▶ Your instructions
Every entry must appear in the output exactly as it does here.

▶ Records to process

use std::time::Instant;
use tokio::sync::mpsc;

use crate::client::CompletionClient;
use crate::error::GatewayError;
use crate::metrics::{REQUEST_LATENCY, UPSTREAM_FAILURES};
use crate::models::BatchedRequest;

// Queue depth between the handlers and the worker
pub const QUEUE_CAPACITY: usize = 100;

// Drains the queue and calls the completion API one request at a time
pub async fn completion_worker(mut rx: mpsc::Receiver<BatchedRequest>, client: CompletionClient) {
    tracing::info!("completion worker started - processing requests sequentially");

    while let Some(batched_req) = rx.recv().await {
        let start_time = Instant::now();
        let result = client.complete(&batched_req.request).await;
        REQUEST_LATENCY.observe(start_time.elapsed().as_secs_f64());

        if let Err(e) = &result {
            UPSTREAM_FAILURES.with_label_values(&[failure_kind(e)]).inc();
            tracing::warn!(error = %e, "completion failed");
        }

        // Handler may have gone away; nothing to do then
        let _ = batched_req.response_tx.send(result);
    }

    tracing::info!("completion worker stopped");
}

pub(crate) fn failure_kind(error: &GatewayError) -> &'static str {
    match error {
        GatewayError::Upstream(_) => "upstream",
        GatewayError::Transport(_) => "transport",
        GatewayError::MalformedResponse(_) => "malformed",
        _ => "other",
    }
}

▶ Task response
use std::time::Instant;
use tokio::sync::mpsc;

use crate::client::CompletionClient;
use crate::error::GatewayError;
use crate::metrics::{REQUEST_LATENCY, UPSTREAM_FAILURES};
use crate::models::BatchedRequest;

// Queue depth between the handlers and the worker
pub const QUEUE_CAPACITY: usize = 100;

// Drains the queue and calls the completion API one request at a time
pub async fn completion_worker(mut rx: mpsc::Receiver<BatchedRequest>, client: CompletionClient) {
    tracing::info!("completion worker started - processing requests sequentially");

    while let Some(batched_req) = rx.recv().await {
        let start_time = Instant::now();
        let result = client.complete(&batched_req.request).await;
        REQUEST_LATENCY.observe(start_time.elapsed().as_secs_f64());

        if let Err(e) = &result {
            UPSTREAM_FAILURES.with_label_values(&[failure_kind(e)]).inc();
            tracing::warn!(error = %e, "completion failed");
        }

        // Handler may have gone away; nothing to do then
        let _ = batched_req.response_tx.send(result);
    }

    tracing::info!("completion worker stopped");
}

pub(crate) fn failure_kind(error: &GatewayError) -> &'static str {
    match error {
        GatewayError::Upstream(_) => "upstream",
        GatewayError::Transport(_) => "transport",
        GatewayError::MalformedResponse(_) => "malformed",
        _ => "other",
    }
}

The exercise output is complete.